impl Connection {
    /// Open the database at `path`; `:memory:` opens an empty in-memory database
    pub fn open(path: impl AsRef<std::path::Path>) -> Result<Self> {
        Self::open_with_config(Config::new().path(path))
    }

    /// Open an empty in-memory database
    pub fn open_in_memory() -> Result<Self> {
        Self::open_with_config(Config::new())
    }

    /// Open a database with explicit configuration
    pub fn open_with_config(config: Config) -> Result<Self> {
        let catalog = if config.is_memory() {
            Catalog::new()
        } else {
            file::read_snapshot(&config.path)?.unwrap_or_default()
        };
        info!(path = %config.path.display(), tables = catalog.len(), "database opened");

        Ok(Self {
            config,
            catalog,
            functions: Arc::new(FunctionRegistry::with_builtins()?),
            adapters: Arc::new(AdapterRegistry::new()),
            text_factory: None,
            savepoint: None,
            active_results: Arc::new(AtomicUsize::new(0)),
            changes: 0,
            total_changes: 0,
            last_insert_rowid: 0,
            closed: false,
        })
    }

    pub fn config(&self) -> &Config {
        &self.config
    }

    fn check_open(&self) -> Result<()> {
        if self.closed {
            return Err(Error::Misuse(
                "cannot operate on a closed database".to_string(),
            ));
        }
        Ok(())
    }

    fn check_no_active_results(&self, operation: &str) -> Result<()> {
        let active = self.active_results.load(atomic::Ordering::SeqCst);
        if active > 0 {
            return Err(Error::ResultSetBusy(format!(
                "unable to {} with {} unfinished result set(s)",
                operation, active
            )));
        }
        Ok(())
    }

    // ========== Statements ==========

    /// Execute a single statement
    ///
    /// Empty SQL (only whitespace or comments) yields an empty result set.
    /// More than one statement is a misuse; see [`Connection::executescript`].
    pub fn execute(&mut self, sql: &str, params: impl Into<Params>) -> Result<ResultSet> {
        self.check_open()?;
        let mut statements = parse_script(sql)?;
        match statements.len() {
            0 => Ok(ResultSet::empty()),
            1 => {
                let statement = statements.remove(0);
                self.run_statement(&statement, &params.into())
            }
            _ => Err(Error::Misuse(
                "you can only execute one statement at a time".to_string(),
            )),
        }
    }

    /// Execute a statement already parsed by [`parse_script`]
    pub fn execute_parsed(
        &mut self,
        statement: &ParsedStatement,
        params: impl Into<Params>,
    ) -> Result<ResultSet> {
        self.check_open()?;
        self.run_statement(statement, &params.into())
    }

    /// Execute a DML statement once per parameter set; returns the total
    /// number of rows affected
    ///
    /// The statement is parsed once. Execution stops at the first failing
    /// parameter set and the earlier ones stay applied.
    pub fn executemany<I, P>(&mut self, sql: &str, param_sets: I) -> Result<usize>
    where
        I: IntoIterator<Item = P>,
        P: Into<Params>,
    {
        self.check_open()?;
        let mut statements = parse_script(sql)?;
        if statements.len() != 1 {
            return Err(Error::Misuse(
                "executemany() takes exactly one statement".to_string(),
            ));
        }
        let statement = statements.remove(0);
        if !statement.statement.is_dml() {
            return Err(Error::Misuse(
                "executemany() can only execute DML statements".to_string(),
            ));
        }

        let mut total = 0;
        for params in param_sets {
            total += self
                .run_statement(&statement, &params.into())?
                .rows_affected();
        }
        self.changes = total;
        Ok(total)
    }

    /// Execute every statement of a script
    ///
    /// The whole script is parsed before anything runs, so a syntax error
    /// executes nothing. A failing statement stops the script; statements
    /// before it are not rolled back.
    pub fn executescript(&mut self, script: &str) -> Result<()> {
        self.check_open()?;
        let statements = parse_script(script)?;
        debug!(statements = statements.len(), "executing script");
        for statement in &statements {
            self.run_statement(statement, &Params::None)?;
        }
        Ok(())
    }

    pub(crate) fn run_statement(
        &mut self,
        parsed: &ParsedStatement,
        params: &Params,
    ) -> Result<ResultSet> {
        debug!(statement = parsed.statement.kind(), params = params.len(), "executing");
        let values = bind_parameters(&parsed.parameters, params, &self.adapters)?;
        let plan = Planner::new(&self.catalog, &self.functions).plan(&parsed.statement)?;

        match plan {
            LogicalPlan::BeginTransaction => {
                self.begin_scope()?;
                Ok(ResultSet::empty())
            }
            LogicalPlan::Commit => {
                self.end_scope(true, "commit")?;
                Ok(ResultSet::empty())
            }
            LogicalPlan::Rollback => {
                self.end_scope(false, "rollback")?;
                Ok(ResultSet::empty())
            }
            plan => {
                let result = ExecutionEngine::new(&mut self.catalog, &self.functions)
                    .execute(plan, Arc::from(values))?;
                if parsed.statement.is_dml() {
                    self.changes = result.affected_rows;
                    self.total_changes += result.affected_rows;
                    if let Some(rowid) = result.last_insert_rowid {
                        self.last_insert_rowid = rowid;
                    }
                }
                Ok(ResultSet::new(
                    result,
                    Arc::clone(&self.adapters),
                    self.text_factory.clone(),
                    &self.active_results,
                ))
            }
        }
    }

    // ========== Transactions ==========

    fn begin_scope(&mut self) -> Result<()> {
        self.check_open()?;
        if self.savepoint.is_some() {
            return Err(Error::Transaction(
                "cannot start a transaction within a transaction".to_string(),
            ));
        }
        self.savepoint = Some(self.catalog.clone());
        info!("transaction started");
        Ok(())
    }

    fn end_scope(&mut self, commit: bool, operation: &str) -> Result<()> {
        if !self.finish_scope(commit) {
            return Err(Error::Transaction(format!(
                "cannot {} - no transaction is active",
                operation
            )));
        }
        Ok(())
    }

    /// End the active scope, if any; returns whether one was active
    fn finish_scope(&mut self, commit: bool) -> bool {
        let Some(savepoint) = self.savepoint.take() else {
            return false;
        };
        if commit {
            info!("transaction committed");
        } else {
            self.catalog = savepoint;
            info!("transaction rolled back");
        }
        true
    }

    /// Begin a transaction scope
    ///
    /// The returned guard derefs to the connection. Call
    /// [`Transaction::commit`] to keep its changes; dropping the guard
    /// otherwise (early return, `?`, panic) rolls them back.
    pub fn transaction(&mut self) -> Result<Transaction<'_>> {
        self.begin_scope()?;
        Ok(Transaction {
            conn: self,
            finished: false,
        })
    }

    /// Run `f` inside a transaction scope: `Ok` commits, `Err` rolls back and
    /// returns the error unchanged
    pub fn with_transaction<T, E, F>(&mut self, f: F) -> std::result::Result<T, E>
    where
        F: FnOnce(&mut Connection) -> std::result::Result<T, E>,
        E: From<Error>,
    {
        self.begin_scope()?;
        match f(self) {
            Ok(value) => {
                self.finish_scope(true);
                Ok(value)
            }
            Err(e) => {
                self.finish_scope(false);
                Err(e)
            }
        }
    }

    /// Whether a transaction scope is active
    pub fn in_transaction(&self) -> bool {
        self.savepoint.is_some()
    }

    // ========== Extensions ==========

    /// Register (or replace) a scalar function; an arity of -1 accepts any
    /// number of arguments
    pub fn create_function<F>(&mut self, name: &str, arity: i32, func: F) -> Result<()>
    where
        F: Fn(&[Value]) -> std::result::Result<Value, BoxError> + Send + Sync + 'static,
    {
        Arc::make_mut(&mut self.functions).register_scalar(name, arity, func)
    }

    /// Remove a scalar function; returns whether it existed
    pub fn remove_function(&mut self, name: &str, arity: i32) -> bool {
        Arc::make_mut(&mut self.functions).remove_scalar(name, arity)
    }

    /// Register (or replace) an aggregate; `factory` creates the state of one group
    pub fn create_aggregate<F>(&mut self, name: &str, arity: i32, factory: F) -> Result<()>
    where
        F: Fn() -> Box<dyn Aggregate> + Send + Sync + 'static,
    {
        Arc::make_mut(&mut self.functions).register_aggregate(name, arity, factory)
    }

    /// Remove an aggregate; returns whether it existed
    pub fn remove_aggregate(&mut self, name: &str, arity: i32) -> bool {
        Arc::make_mut(&mut self.functions).remove_aggregate(name, arity)
    }

    /// Register (or replace) a collation
    pub fn create_collation<F>(&mut self, name: &str, compare: F)
    where
        F: Fn(&str, &str) -> Ordering + Send + Sync + 'static,
    {
        Arc::make_mut(&mut self.functions).register_collation(name, compare);
    }

    /// Remove a collation; later statements naming it fail
    pub fn remove_collation(&mut self, name: &str) -> bool {
        Arc::make_mut(&mut self.functions).remove_collation(name)
    }

    pub fn functions(&self) -> &FunctionRegistry {
        &self.functions
    }

    /// Register (or replace) the adapter used for parameters of type `T`
    pub fn register_adapter<T, F>(&mut self, adapter: F)
    where
        T: Any,
        F: Fn(&T) -> Value + Send + Sync + 'static,
    {
        Arc::make_mut(&mut self.adapters).register_adapter(adapter);
    }

    pub fn remove_adapter<T: Any>(&mut self) -> bool {
        Arc::make_mut(&mut self.adapters).remove_adapter::<T>()
    }

    /// Register (or replace) the converter for columns of a declared type
    pub fn register_converter<T, F>(&mut self, declared_type: &str, converter: F)
    where
        T: Any,
        F: Fn(&Value) -> std::result::Result<T, BoxError> + Send + Sync + 'static,
    {
        Arc::make_mut(&mut self.adapters).register_converter(declared_type, converter);
    }

    pub fn remove_converter(&mut self, declared_type: &str) -> bool {
        Arc::make_mut(&mut self.adapters).remove_converter(declared_type)
    }

    pub fn adapters(&self) -> &AdapterRegistry {
        &self.adapters
    }

    /// Transform every TEXT value of later result rows
    pub fn set_text_factory<F>(&mut self, factory: F)
    where
        F: Fn(&str) -> Value + Send + Sync + 'static,
    {
        self.text_factory = Some(Arc::new(factory));
    }

    /// Return TEXT values unchanged again
    pub fn clear_text_factory(&mut self) {
        self.text_factory = None;
    }

    // ========== State ==========

    /// Rows affected by the most recent INSERT, UPDATE or DELETE
    pub fn changes(&self) -> usize {
        self.changes
    }

    /// Rows affected by every INSERT, UPDATE or DELETE since the connection opened
    pub fn total_changes(&self) -> usize {
        self.total_changes
    }

    /// Rowid of the most recently inserted row; 0 before any insert
    pub fn last_insert_rowid(&self) -> i64 {
        self.last_insert_rowid
    }

    /// Names of all tables, in creation order
    pub fn table_names(&self) -> Vec<String> {
        self.catalog.list_tables()
    }

    pub fn catalog(&self) -> &Catalog {
        &self.catalog
    }

    /// Replace the whole catalog
    pub(crate) fn replace_catalog(&mut self, catalog: Catalog) -> Result<()> {
        self.check_open()?;
        if self.in_transaction() {
            return Err(Error::Transaction(
                "cannot replace the database while a transaction is active".to_string(),
            ));
        }
        self.catalog = catalog;
        Ok(())
    }

    pub(crate) fn ensure_idle(&self, operation: &str) -> Result<()> {
        self.check_open()?;
        self.check_no_active_results(operation)
    }

    // ========== Persistence ==========

    /// Write the committed state to the database file
    pub fn flush(&self) -> Result<()> {
        self.check_open()?;
        if self.config.is_memory() {
            return Ok(());
        }
        let committed = self.savepoint.as_ref().unwrap_or(&self.catalog);
        file::write_snapshot(&self.config.path, committed)
    }

    /// Close the connection
    ///
    /// Fails with [`Error::ResultSetBusy`] while result sets have rows
    /// pending; the connection stays open in that case. An active
    /// transaction scope is rolled back.
    pub fn close(&mut self) -> Result<()> {
        if self.closed {
            return Ok(());
        }
        self.check_no_active_results("close")?;
        if self.finish_scope(false) {
            warn!("connection closed with an active transaction; rolled back");
        }
        if self.config.flush_on_close {
            self.flush()?;
        }
        self.closed = true;
        info!(path = %self.config.path.display(), "database closed");
        Ok(())
    }

    pub fn is_closed(&self) -> bool {
        self.closed
    }
}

+===+

Brief: Give the number of lines in the entries above that include the string "match". Write nothing but that number.

Exercise response: 3